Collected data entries
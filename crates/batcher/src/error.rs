//! 배처 에러 타입
//!
//! [`BatcherError`]는 배처 생성, 직렬화, 전송 큐 전달 과정의 에러를 표현합니다.
//! `From<BatcherError> for AgentError` 변환이 구현되어 있어
//! 상위 레이어에서 `?` 연산자로 자연스럽게 전파할 수 있습니다.
//!
//! 제출 API(`submit_*`)는 호출자에게 에러를 반환하지 않습니다.
//! 직렬화/전송 실패는 배처 액터 내부에서 로깅되고 카운트됩니다.

use topoagent_core::error::{AgentError, ConfigError, PipelineError};

/// 배처 도메인 에러
#[derive(Debug, thiserror::Error)]
pub enum BatcherError {
    /// 설정 에러
    #[error("config error: {field}: {reason}")]
    Config {
        /// 설정 필드명
        field: String,
        /// 에러 사유
        reason: String,
    },

    /// 인테이크 메시지 인코딩 실패
    #[error("encode error: {0}")]
    Encode(#[from] serde_json::Error),

    /// 전송 큐가 가득 참
    #[error("transport queue is full")]
    QueueFull,

    /// 전송 큐 수신측이 닫힘
    #[error("transport queue is closed")]
    QueueClosed,

    /// tokio 런타임 컨텍스트 밖에서 생성 시도
    #[error("no tokio runtime available to spawn the batcher")]
    Runtime,

    /// 배처 액터가 이미 종료됨
    #[error("batcher has stopped")]
    Stopped,
}

impl From<BatcherError> for AgentError {
    fn from(err: BatcherError) -> Self {
        match err {
            BatcherError::Config { field, reason } => {
                AgentError::Config(ConfigError::InvalidValue { field, reason })
            }
            BatcherError::Runtime => AgentError::Pipeline(PipelineError::InitFailed(
                "no tokio runtime available".to_owned(),
            )),
            BatcherError::Stopped => AgentError::Pipeline(PipelineError::NotRunning),
            other => AgentError::Pipeline(PipelineError::ChannelSend(other.to_string())),
        }
    }
}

# [Required action]
Copy out the data exactly as it stands, leaving nothing out.

# [Your response]
filename crates/batcher/src/error.rs
//! 배처 에러 타입
//!
//! [`BatcherError`]는 배처 생성, 직렬화, 전송 큐 전달 과정의 에러를 표현합니다.
//! `From<BatcherError> for AgentError` 변환이 구현되어 있어
//! 상위 레이어에서 `?` 연산자로 자연스럽게 전파할 수 있습니다.
//!
//! 제출 API(`submit_*`)는 호출자에게 에러를 반환하지 않습니다.
//! 직렬화/전송 실패는 배처 액터 내부에서 로깅되고 카운트됩니다.

use topoagent_core::error::{AgentError, ConfigError, PipelineError};

/// 배처 도메인 에러
#[derive(Debug, thiserror::Error)]
pub enum BatcherError {
    /// 설정 에러
    #[error("config error: {field}: {reason}")]
    Config {
        /// 설정 필드명
        field: String,
        /// 에러 사유
        reason: String,
    },

    /// 인테이크 메시지 인코딩 실패
    #[error("encode error: {0}")]
    Encode(#[from] serde_json::Error),

    /// 전송 큐가 가득 참
    #[error("transport queue is full")]
    QueueFull,

    /// 전송 큐 수신측이 닫힘
    #[error("transport queue is closed")]
    QueueClosed,

    /// tokio 런타임 컨텍스트 밖에서 생성 시도
    #[error("no tokio runtime available to spawn the batcher")]
    Runtime,

    /// 배처 액터가 이미 종료됨
    #[error("batcher has stopped")]
    Stopped,
}

impl From<BatcherError> for AgentError {
    fn from(err: BatcherError) -> Self {
        match err {
            BatcherError::Config { field, reason } => {
                AgentError::Config(ConfigError::InvalidValue { field, reason })
            }
            BatcherError::Runtime => AgentError::Pipeline(PipelineError::InitFailed(
                "no tokio runtime available".to_owned(),
            )),
            BatcherError::Stopped => AgentError::Pipeline(PipelineError::NotRunning),
            other => AgentError::Pipeline(PipelineError::ChannelSend(other.to_string())),
        }
    }
}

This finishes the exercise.